Neue Folge in das Fernrennen zwischen Kylian Mbappé und der Rallye NationalAuf Nachfrage von Thomas Sotto reagierte Marine Le Pen auf die Äußerungen des französischen Nationalmannschaftskapitäns, der sich erneut öffentlich geäußert hatte. Vanity Fair Im Interview spricht Mbappé über das politische Klima in Frankreich und den Aufstieg der RN. Er verteidigt die Auffassung, dass ein Fußballer, selbst ein internationaler Star, in erster Linie ein Bürger bleibt, dem das Geschehen in seinem Land am Herzen liegt.
In der Sendung leitete Thomas Sotto das Thema ein, indem er die sehr klare Position des Spielers bekräftigte: „Zusammenleben, einander verstehen, einander akzeptieren – das ist nicht einfach, Marine Le Pen. Und es gibt eine Person, die nicht für Sie stimmen wird“, bekräftigte er gegenüber Vanity Fair, „und das ist Kylian Mbappé.“ Der Journalist zitierte daraufhin den Kapitän der französischen Nationalmannschaft: „Ich weiß, was es bedeutet und welche Folgen es für mein Land haben kann, wenn solche Leute an die Macht kommen.“
Dann stellte Thomas Sotto Marine Le Pen die Frage direkt: Was sagst du ihm?

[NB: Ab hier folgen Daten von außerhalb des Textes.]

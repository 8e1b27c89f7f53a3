//! Test support shared by devloop crates.

pub mod log;

pub use log::{TestGuard, TestPhase, TestRecord};
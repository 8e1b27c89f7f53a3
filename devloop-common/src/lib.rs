//! Shared types and building blocks for devloop.
//!
//! This crate holds everything that does not depend on a running session:
//! the manifest schema, the file index and diff engine, ignore rules,
//! configuration, logging, the error catalog, the collaborator traits and
//! the in-memory mock platform used by tests.

pub mod config;
pub mod errors;
pub mod file_index;
pub mod ignore_rules;
pub mod logging;
pub mod manifest;
pub mod mock;
pub mod remote;
pub mod testing;
pub mod util;

pub use config::{DevloopConfig, EnvError, EnvParser, Sourced};
pub use errors::{ErrorCategory, ErrorClass, ErrorCode, ErrorEntry};
pub use file_index::{Changeset, FileEntry, FileIndex, IndexError, TreeListing};
pub use ignore_rules::IgnoreRules;
pub use logging::{LogConfig, LoggingGuards, init_logging};
pub use manifest::{Command, CommandGroup, CommandKind, Endpoint, ExecSpec, Manifest};
pub use remote::{ExecOutput, Platform, RemoteError, TargetRef};
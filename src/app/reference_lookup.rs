//! Resolution of animal-type and vet references.
//!
//! Writes embed the referenced name as a snapshot, so every write resolves
//! its reference again; nothing is cached here.

use crate::domain::model::{AnimalType, CollectionRecord, ObjectId, Vet};
use crate::domain::{ShelterError, ShelterResult};
use crate::storage::document::{from_document, DocumentStore};
use std::sync::Arc;

#[derive(Clone)]
pub struct ReferenceLookup {
    store: Arc<dyn DocumentStore>,
}

impl ReferenceLookup {
    pub fn new(store: Arc<dyn DocumentStore>) -> Self {
        Self { store }
    }

    pub async fn resolve_type(&self, type_id: &ObjectId) -> ShelterResult<AnimalType> {
        self.resolve(type_id).await
    }

    pub async fn resolve_vet(&self, vet_id: &ObjectId) -> ShelterResult<Vet> {
        self.resolve(vet_id).await
    }

    pub async fn list_types(&self) -> ShelterResult<Vec<AnimalType>> {
        self.list().await
    }

    pub async fn list_vets(&self) -> ShelterResult<Vec<Vet>> {
        self.list().await
    }

    async fn resolve<T: CollectionRecord>(&self, id: &ObjectId) -> ShelterResult<T> {
        let document = self
            .store
            .find_by_id(T::COLLECTION, id)
            .await?
            .ok_or_else(|| ShelterError::not_found(T::KIND, id))?;
        Ok(from_document(T::COLLECTION, document)?)
    }

    async fn list<T: CollectionRecord>(&self) -> ShelterResult<Vec<T>> {
        let documents = self.store.find_all(T::COLLECTION).await?;
        let records = documents
            .into_iter()
            .map(|d| from_document(T::COLLECTION, d))
            .collect::<Result<Vec<T>, _>>()?;
        Ok(records)
    }
}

Marine LePen: „Lass ihn weitermachen. Das passt mir gut.“
Marine Le Pen wählte Ironie und erklärte:„Kylian Mbappé… Wenn er sagt, wir werden die Wahlen nicht gewinnen, beruhigt mich das, denn er verließ PSG für Real Madrid mit der Begründung, er wolle die Champions League gewinnen. Nun, in der Zwischenzeit hat PSG die Champions League gewonnen.“ Wenn er also sagt: „Ich will nicht, dass die Rassemblement National die Wahlen gewinnt“ oder „Die Rassemblement National wird die Wahlen nicht gewinnen“, dann soll er ruhig weitermachen. Das ist mir recht.
Thomas Sotto fragte daraufhin Marine Le Pen: Kann er Kapitän der französischen Nationalmannschaft bleiben? Darf ein Kapitän der französischen Fußballnationalmannschaft solche politischen Positionen beziehen?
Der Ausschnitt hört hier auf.